Evidence for involvement of a ribosomal leaky scanning mechanism in the translation of the hepatitis B virus Pol gene from the viral pregenome RNA

Abstract

In retroviruses, the pol gene is expressed in the form of a gag-pol fusion protein by the mechanism of ribosomal frameshifting. In studies of the possible mechanism of hepadnaviral pol protein synthesis, recent results have ruled out core-pol fusion protein synthesis by ribosomal frameshifting. In this study, an in vitro transcription and translation coupling system was used to demonstrate that the HBV core and pol proteins could be synthesized independently using the pregenome RNA template.
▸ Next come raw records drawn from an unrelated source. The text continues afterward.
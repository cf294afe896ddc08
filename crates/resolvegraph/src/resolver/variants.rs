// moon: The build system and package manager for MoonBit.
// Copyright (C) 2024 International Digital Economy Academy
//
// This program is free software: you can redistribute it and/or modify
// it under the terms of the GNU Affero General Public License as published by
// the Free Software Foundation, either version 3 of the License, or
// (at your option) any later version.
//
// This program is distributed in the hope that it will be useful,
// but WITHOUT ANY WARRANTY; without even the implied warranty of
// MERCHANTABILITY or FITNESS FOR A PARTICULAR PURPOSE.  See the
// GNU Affero General Public License for more details.
//
// You should have received a copy of the GNU Affero General Public License
// along with this program.  If not, see <https://www.gnu.org/licenses/>.
//
// For inquiries, you can contact us via e-mail at jichuruanjian@idea.edu.cn.

//! Variant selection by attribute matching.
//!
//! A variant is compatible with a request when every requested attribute it
//! declares has the requested value; attributes it does not declare are
//! ignored. Among compatible variants the one declaring the most requested
//! attributes wins, then the one with the fewest extra attributes. A tie is a
//! failure.

use resolveutil::{
    attributes::AttributeSet,
    capability::Capability,
    identifier::{ComponentSelector, ModuleVersionIdentifier},
};

use crate::{
    failure::{AttributeMatch, ModuleVersionResolveError},
    repository::{ComponentMetadata, VariantMetadata},
};

pub fn attribute_matches(requested: &AttributeSet, provided: &AttributeSet) -> Vec<AttributeMatch> {
    requested
        .iter()
        .map(|(name, value)| AttributeMatch {
            name: name.to_owned(),
            requested: value.clone(),
            provided: provided.get(name).cloned(),
        })
        .collect()
}

fn is_compatible(requested: &AttributeSet, variant: &VariantMetadata) -> bool {
    requested
        .iter()
        .all(|(name, value)| variant.attributes.get(name).is_none_or(|v| v == value))
}

/// `(declared requested attributes, extra attributes)`
fn score(requested: &AttributeSet, variant: &VariantMetadata) -> (usize, usize) {
    let matched = variant
        .attributes
        .names()
        .filter(|n| requested.contains(n))
        .count();
    (matched, variant.attributes.len() - matched)
}

/// Whether a variant provides what the request asks for. Without an explicit
/// capability request, only variants providing the module's own capability
/// qualify.
fn provides_capabilities(
    owner: &ModuleVersionIdentifier,
    variant: &VariantMetadata,
    requested: &[Capability],
) -> bool {
    let provided = variant.capabilities_or_implicit(owner);
    if requested.is_empty() {
        provided.iter().any(|c| c.is_for(&owner.module))
    } else {
        requested
            .iter()
            .all(|r| provided.iter().any(|p| p.same_as(r)))
    }
}

/// Picks the index of the variant of `metadata` to use for `requested`.
pub fn select_variant(
    selector: &ComponentSelector,
    metadata: &ComponentMetadata,
    requested: &AttributeSet,
    capabilities: &[Capability],
) -> Result<usize, ModuleVersionResolveError> {
    let candidates = metadata
        .variants
        .iter()
        .enumerate()
        .filter(|(_, v)| provides_capabilities(&metadata.id, v, capabilities))
        .collect::<Vec<_>>();

    let compatible = candidates
        .iter()
        .filter(|(_, v)| is_compatible(requested, v))
        .map(|&(i, v)| (i, score(requested, v)))
        .collect::<Vec<_>>();

    let best = compatible
        .iter()
        .map(|&(_, (matched, extra))| (matched, std::cmp::Reverse(extra)))
        .max();
    let winners = compatible
        .iter()
        .filter(|&&(_, (matched, extra))| Some((matched, std::cmp::Reverse(extra))) == best)
        .map(|&(i, _)| i)
        .collect::<Vec<_>>();

    if let [single] = winners[..] {
        log::debug!(
            "Selected variant '{}' of {} for {}",
            metadata.variants[single].name,
            metadata.id,
            requested
        );
        return Ok(single);
    }

    // Report against the closest candidate: a tied winner, or the variant
    // declaring the most requested attributes.
    let closest = winners.first().copied().or_else(|| {
        candidates
            .iter()
            .max_by_key(|(_, v)| score(requested, v).0)
            .map(|&(i, _)| i)
    });
    let matches = closest
        .map(|i| attribute_matches(requested, &metadata.variants[i].attributes))
        .unwrap_or_default();
    if winners.len() > 1 {
        log::debug!(
            "Ambiguous variants of {} for {}: {}",
            metadata.id,
            requested,
            winners
                .iter()
                .map(|&i| metadata.variants[i].name.as_str())
                .collect::<Vec<_>>()
                .join(", ")
        );
    }
    Err(ModuleVersionResolveError::rejected_by_attributes(
        selector.clone(),
        metadata.id.version.clone(),
        matches,
    ))
}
The result has led us to design experiments to distinguish between the involvement of a termination-reinitiation, internal initiation, or leaky scanning mechanism in the pol protein synthesis. In vitro experiments were then carried out to measure the amount of pol proteins being synthesized from (i) the pre C mRNA, which contained an extra AUG and seven more nucleotides at the 5′-end in comparison with the pregenome RNA; (ii) the pregenome RNA in the presence of various amounts of antisense RNA annealing to the 5′-end of the pregenome RNA; and (iii) the pregenome RNA with an additional hairpin structure located upstream of the C gene. Results indicated that the synthesis of both core and pol proteins was concomitantly reduced in these three conditions, which suggested that leaky scanning is the most probable mechanism for pol protein synthesis in vitro. To further verify the mechanism in vivo, experiments were performed to assay the activity of DNA polymerase in virions, which were obtained from hepatoma cells transfected by plasmids containing either a wild-type sequence (5′-GGC ATG G-3′) or an optimal initiation context (5′-ACC ATG G-3′) of the C gene. Transfection results showed that the plasmid-containing mutations of the C gene significantly decreased the DNA polymerase activity in virions. This observation supports our hypothesis that the leaky scanning model is involved in the synthesis of pol protein.